Un gatto adulto che ha ricevuto da cucciolo un ciclo completo di vaccinazioni di base e un richiamo a 12 mesi che però successivamente non è stato regolarmente vaccinato richiede solo una singola dose di vaccino per aumentare l’immunità.

In una situazione del genere un tempo si consigliavano due vaccinazioni ma questa pratica si ritiene ormai ingiustificata.
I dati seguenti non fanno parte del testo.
//! Per-user trip document store.
//!
//! Stores one JSON document per `(uid, trip_id)` and pushes the full list of
//! a user's documents to every live subscriber of that user after each
//! write. Documents are listed in the order they were first created.

use std::path::{Path, PathBuf};
use std::sync::{Arc, Mutex};

use rusqlite::{params, Connection, OptionalExtension};
use tracing::{debug, warn};

use crate::error::{Error, Result};
use crate::model::Trip;
use crate::persistence::{RemoteStore, SubscriberList, Subscription, TripsCallback};

/// `SQLite`-backed document store with live per-user subscriptions.
#[derive(Debug)]
pub struct DocumentStore {
    /// Path to the database file.
    path: PathBuf,
    /// Database connection.
    conn: Mutex<Connection>,
    /// Live subscriptions keyed by uid.
    subscribers: SubscriberList<String, TripsCallback>,
}

impl DocumentStore {
    /// Open or create a document store at the given path.
    ///
    /// # Errors
    ///
    /// Returns an error if the database cannot be opened.
    pub fn open(path: impl AsRef<Path>) -> Result<Self> {
        let path = path.as_ref().to_path_buf();
        let conn = super::open_database(&path)?;
        Ok(Self {
            path,
            conn: Mutex::new(conn),
            subscribers: SubscriberList::new(),
        })
    }

    /// Create an in-memory instance for testing.
    ///
    /// # Errors
    ///
    /// Returns an error if the in-memory database cannot be created.
    pub fn open_in_memory() -> Result<Self> {
        Ok(Self {
            path: super::in_memory_path(),
            conn: Mutex::new(super::open_in_memory_database()?),
            subscribers: SubscriberList::new(),
        })
    }

    /// Get the path to the database file.
    #[must_use]
    pub fn path(&self) -> &Path {
        &self.path
    }

    /// All of a user's trips, in creation order.
    ///
    /// Documents that no longer decode as a [`Trip`] are skipped with a warning.
    ///
    /// # Errors
    ///
    /// Returns an error if the database operation fails.
    pub fn list_trips(&self, uid: &str) -> Result<Vec<Trip>> {
        let conn = super::lock(&self.conn)?;
        let mut stmt = conn.prepare(
            r"
            SELECT trip_id, body FROM trip_documents
            WHERE uid = ?1 ORDER BY rowid ASC
            ",
        )?;

        let rows = stmt
            .query_map([uid], |row| {
                Ok((row.get::<_, String>(0)?, row.get::<_, String>(1)?))
            })?
            .collect::<std::result::Result<Vec<_>, _>>()?;

        Ok(rows
            .into_iter()
            .filter_map(|(trip_id, body)| match serde_json::from_str(&body) {
                Ok(trip) => Some(trip),
                Err(e) => {
                    warn!("Skipping undecodable trip document {}/{}: {}", uid, trip_id, e);
                    None
                }
            })
            .collect())
    }

    /// A single trip document.
    ///
    /// # Errors
    ///
    /// Returns an error if the database operation fails or the document does not decode.
    pub fn get_trip(&self, uid: &str, trip_id: &str) -> Result<Option<Trip>> {
        let conn = super::lock(&self.conn)?;
        let body: Option<String> = conn
            .query_row(
                "SELECT body FROM trip_documents WHERE uid = ?1 AND trip_id = ?2",
                params![uid, trip_id],
                |row| row.get(0),
            )
            .optional()?;
        body.map(|json| serde_json::from_str(&json).map_err(Into::into))
            .transpose()
    }

    /// Number of documents stored for a user.
    ///
    /// # Errors
    ///
    /// Returns an error if the database operation fails.
    pub fn count(&self, uid: &str) -> Result<i64> {
        let conn = super::lock(&self.conn)?;
        let count: i64 = conn.query_row(
            "SELECT COUNT(*) FROM trip_documents WHERE uid = ?1",
            [uid],
            |row| row.get(0),
        )?;
        Ok(count)
    }

    /// Number of live subscriptions across all users.
    #[must_use]
    pub fn subscriber_count(&self) -> usize {
        self.subscribers.active_count()
    }

    fn write_document(&self, uid: &str, trip: &Trip) -> Result<()> {
        let body = serde_json::to_string(trip)?;
        let conn = super::lock(&self.conn)?;
        conn.execute(
            r"
            INSERT INTO trip_documents (uid, trip_id, body, updated_at)
            VALUES (?1, ?2, ?3, datetime('now'))
            ON CONFLICT(uid, trip_id) DO UPDATE SET body = excluded.body, updated_at = excluded.updated_at
            ",
            params![uid, trip.id, body],
        )?;
        Ok(())
    }

    fn remove_document(&self, uid: &str, trip_id: &str) -> Result<bool> {
        let conn = super::lock(&self.conn)?;
        let affected = conn.execute(
            "DELETE FROM trip_documents WHERE uid = ?1 AND trip_id = ?2",
            params![uid, trip_id],
        )?;
        Ok(affected > 0)
    }

    /// Push the user's current documents to their subscribers.
    fn notify(&self, uid: &str) -> Result<()> {
        let callbacks = self.subscribers.matching(&uid.to_string())?;
        if callbacks.is_empty() {
            return Ok(());
        }
        let trips = self.list_trips(uid)?;
        debug!(
            "Delivering {} trips to {} subscribers of {}",
            trips.len(),
            callbacks.len(),
            uid
        );
        for callback in callbacks {
            callback(trips.clone());
        }
        Ok(())
    }
}

/// Backend failures surface to callers as retryable remote errors.
fn remote_error(e: Error) -> Error {
    Error::remote(e.to_string())
}

#[async_trait::async_trait]
impl RemoteStore for DocumentStore {
    fn subscribe_user_trips(&self, uid: &str, callback: TripsCallback) -> Result<Subscription> {
        let subscription = self.subscribers.add(uid.to_string(), Arc::clone(&callback))?;
        match self.list_trips(uid) {
            Ok(trips) => {
                callback(trips);
                Ok(subscription)
            }
            Err(e) => {
                subscription.unsubscribe();
                Err(remote_error(e))
            }
        }
    }

    async fn upsert_trip(&self, uid: &str, trip: &Trip) -> Result<()> {
        self.write_document(uid, trip).map_err(remote_error)?;
        debug!("Upserted trip {} for {}", trip.id, uid);
        // The write is committed; delivery failures do not fail it.
        if let Err(e) = self.notify(uid) {
            warn!("Failed to notify subscribers of {}: {}", uid, e);
        }
        Ok(())
    }

    async fn delete_trip(&self, uid: &str, trip_id: &str) -> Result<()> {
        if self.remove_document(uid, trip_id).map_err(remote_error)? {
            debug!("Deleted trip {} for {}", trip_id, uid);
        }
        if let Err(e) = self.notify(uid) {
            warn!("Failed to notify subscribers of {}: {}", uid, e);
        }
        Ok(())
    }
}

#[cfg(test)]
mod tests {
    use super::*;
    use crate::model::seed_trip;

    fn create_test_store() -> DocumentStore {
        DocumentStore::open_in_memory().expect("failed to create test store")
    }

    fn trip(id: &str, title: &str) -> Trip {
        Trip {
            id: id.to_string(),
            title: title.to_string(),
            ..seed_trip()
        }
    }

    fn recording_callback() -> (TripsCallback, Arc<Mutex<Vec<Vec<Trip>>>>) {
        let deliveries = Arc::new(Mutex::new(Vec::new()));
        let sink = Arc::clone(&deliveries);
        let callback: TripsCallback = Arc::new(move |trips| sink.lock().unwrap().push(trips));
        (callback, deliveries)
    }

    #[tokio::test]
    async fn test_upsert_and_list() {
        let store = create_test_store();
        store.upsert_trip("u1", &trip("a", "Alpha")).await.unwrap();
        store.upsert_trip("u1", &trip("b", "Beta")).await.unwrap();
        store.upsert_trip("u2", &trip("c", "Gamma")).await.unwrap();

        let trips = store.list_trips("u1").unwrap();
        assert_eq!(trips.len(), 2);
        assert_eq!(trips[0].id, "a");
        assert_eq!(trips[1].id, "b");
        assert_eq!(store.count("u2").unwrap(), 1);
    }

    #[tokio::test]
    async fn test_upsert_replaces_and_keeps_order() {
        let store = create_test_store();
        store.upsert_trip("u1", &trip("a", "Alpha")).await.unwrap();
        store.upsert_trip("u1", &trip("b", "Beta")).await.unwrap();
        store.upsert_trip("u1", &trip("a", "Alpha v2")).await.unwrap();

        let trips = store.list_trips("u1").unwrap();
        assert_eq!(trips.len(), 2);
        assert_eq!(trips[0].title, "Alpha v2");
        assert_eq!(
            store.get_trip("u1", "a").unwrap().map(|t| t.title),
            Some("Alpha v2".to_string())
        );
    }

    #[tokio::test]
    async fn test_delete_trip() {
        let store = create_test_store();
        store.upsert_trip("u1", &trip("a", "Alpha")).await.unwrap();
        store.delete_trip("u1", "a").await.unwrap();
        assert!(store.get_trip("u1", "a").unwrap().is_none());

        // Deleting again is fine.
        store.delete_trip("u1", "a").await.unwrap();
    }

    #[tokio::test]
    async fn test_subscribe_delivers_current_then_changes() {
        let store = create_test_store();
        store.upsert_trip("u1", &trip("a", "Alpha")).await.unwrap();

        let (callback, deliveries) = recording_callback();
        let _subscription = store.subscribe_user_trips("u1", callback).unwrap();
        assert_eq!(deliveries.lock().unwrap().len(), 1);
        assert_eq!(deliveries.lock().unwrap()[0].len(), 1);

        store.upsert_trip("u1", &trip("b", "Beta")).await.unwrap();
        store.delete_trip("u1", "a").await.unwrap();

        let deliveries = deliveries.lock().unwrap();
        assert_eq!(deliveries.len(), 3);
        assert_eq!(deliveries[1].len(), 2);
        assert_eq!(deliveries[2].len(), 1);
        assert_eq!(deliveries[2][0].id, "b");
    }

    #[tokio::test]
    async fn test_subscription_is_per_user() {
        let store = create_test_store();
        let (callback, deliveries) = recording_callback();
        let _subscription = store.subscribe_user_trips("u1", callback).unwrap();

        store.upsert_trip("u2", &trip("x", "Other")).await.unwrap();
        assert_eq!(deliveries.lock().unwrap().len(), 1);
    }

    #[tokio::test]
    async fn test_unsubscribe_stops_delivery() {
        let store = create_test_store();
        let (callback, deliveries) = recording_callback();
        let subscription = store.subscribe_user_trips("u1", callback).unwrap();
        assert_eq!(store.subscriber_count(), 1);

        subscription.unsubscribe();
        store.upsert_trip("u1", &trip("a", "Alpha")).await.unwrap();
        assert_eq!(deliveries.lock().unwrap().len(), 1);
        assert_eq!(store.subscriber_count(), 0);
    }

    fn temp_store() -> (DocumentStore, PathBuf) {
        let dir = std::env::temp_dir().join(format!("tripplanner-test-{}", crate::model::new_id()));
        let store = DocumentStore::open(dir.join("remote.db")).unwrap();
        (store, dir)
    }

    #[tokio::test]
    async fn test_backend_failure_is_retryable() {
        let (store, dir) = temp_store();
        store.upsert_trip("u1", &trip("a", "Alpha")).await.unwrap();

        let other = Connection::open(store.path()).unwrap();
        other.execute("DROP TABLE trip_documents", []).unwrap();
        drop(other);

        let err = store.upsert_trip("u1", &trip("b", "Beta")).await.unwrap_err();
        assert!(matches!(err, Error::Remote(_)));
        assert!(err.is_retryable());

        let err = store.delete_trip("u1", "a").await.unwrap_err();
        assert!(matches!(err, Error::Remote(_)));
        assert!(err.is_retryable());

        let (callback, _deliveries) = recording_callback();
        let err = store.subscribe_user_trips("u1", callback).unwrap_err();
        assert!(err.is_retryable());
        assert_eq!(store.subscriber_count(), 0);

        drop(store);
        let _ = std::fs::remove_dir_all(&dir);
    }

    #[tokio::test]
    async fn test_committed_write_survives_failed_delivery() {
        let store = create_test_store();
        let (callback, deliveries) = recording_callback();
        let _subscription = store.subscribe_user_trips("u1", callback).unwrap();

        // Rewrite every new body as a blob so listing fails after the insert commits.
        {
            let conn = store.conn.lock().unwrap();
            conn.execute(
                r"
                CREATE TRIGGER blob_body AFTER INSERT ON trip_documents
                BEGIN
                    UPDATE trip_documents SET body = x'7b7d' WHERE rowid = NEW.rowid;
                END
                ",
                [],
            )
            .unwrap();
        }

        store.upsert_trip("u1", &trip("a", "Alpha")).await.unwrap();
        assert_eq!(store.count("u1").unwrap(), 1);
        assert!(store.list_trips("u1").is_err());
        assert_eq!(deliveries.lock().unwrap().len(), 1);

        store.delete_trip("u1", "a").await.unwrap();
        assert_eq!(store.count("u1").unwrap(), 0);
    }

    #[test]
    fn test_list_skips_corrupt_documents() {
        let store = create_test_store();
        {
            let conn = store.conn.lock().unwrap();
            conn.execute(
                "INSERT INTO trip_documents (uid, trip_id, body) VALUES ('u1', 'bad', '{oops')",
                [],
            )
            .unwrap();
        }
        assert!(store.list_trips("u1").unwrap().is_empty());
        assert_eq!(store.count("u1").unwrap(), 1);
    }
}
Al contrario un approccio con due somministrazioni a distanza di un mese l’una dall’altra è da preferire per un gatto adulto di cui non si conosce la storia vaccinale.

 VACCINAZIONE CONTRO LA RABBIA NEL GATTO

Come per il cane  i protocolli vaccinali per la rabbia si rendono obbligatori  a seconda che il gatto viva in un area considerata endemica o meno, allo stile di vita ed agli spostamenti che fa. A differenza degli altri vaccini quello contro la rabbia è regolamentato dalla legge in modo diverso soprattutto per quanto riguarda gli spostamenti dentro e fuori la comunità europea. Prima dunque di effettuare un viaggio bisogna informarsi  tramite il proprio veterinario riguardo al regolamento del paese di destinazione.

In linea generale, nel gatto la prima vaccinazione si può fare a tre mesi di età per poi essere ripetuta a distanza di un anno e successivamente con richiami che variano a seconda della legislazione locale.

 

Vaccinazioni di base nel gatto:FPV (panleucopenia);FHV (herpes virus); FCV ( calicivirus); Rabbia ( in base alla localizzazione geografica).

Vaccinazioni opzionali nel gatto: FelV (leucemia felina); Chlamydophila felisBordetella Bronchiseptica

Fonte: WASAVA ( Word Small Animal Veterinary Association) Guidelines for the vaccination of dogs and cats. Journal  of Small Animal Practice. Vol 51. June 2010.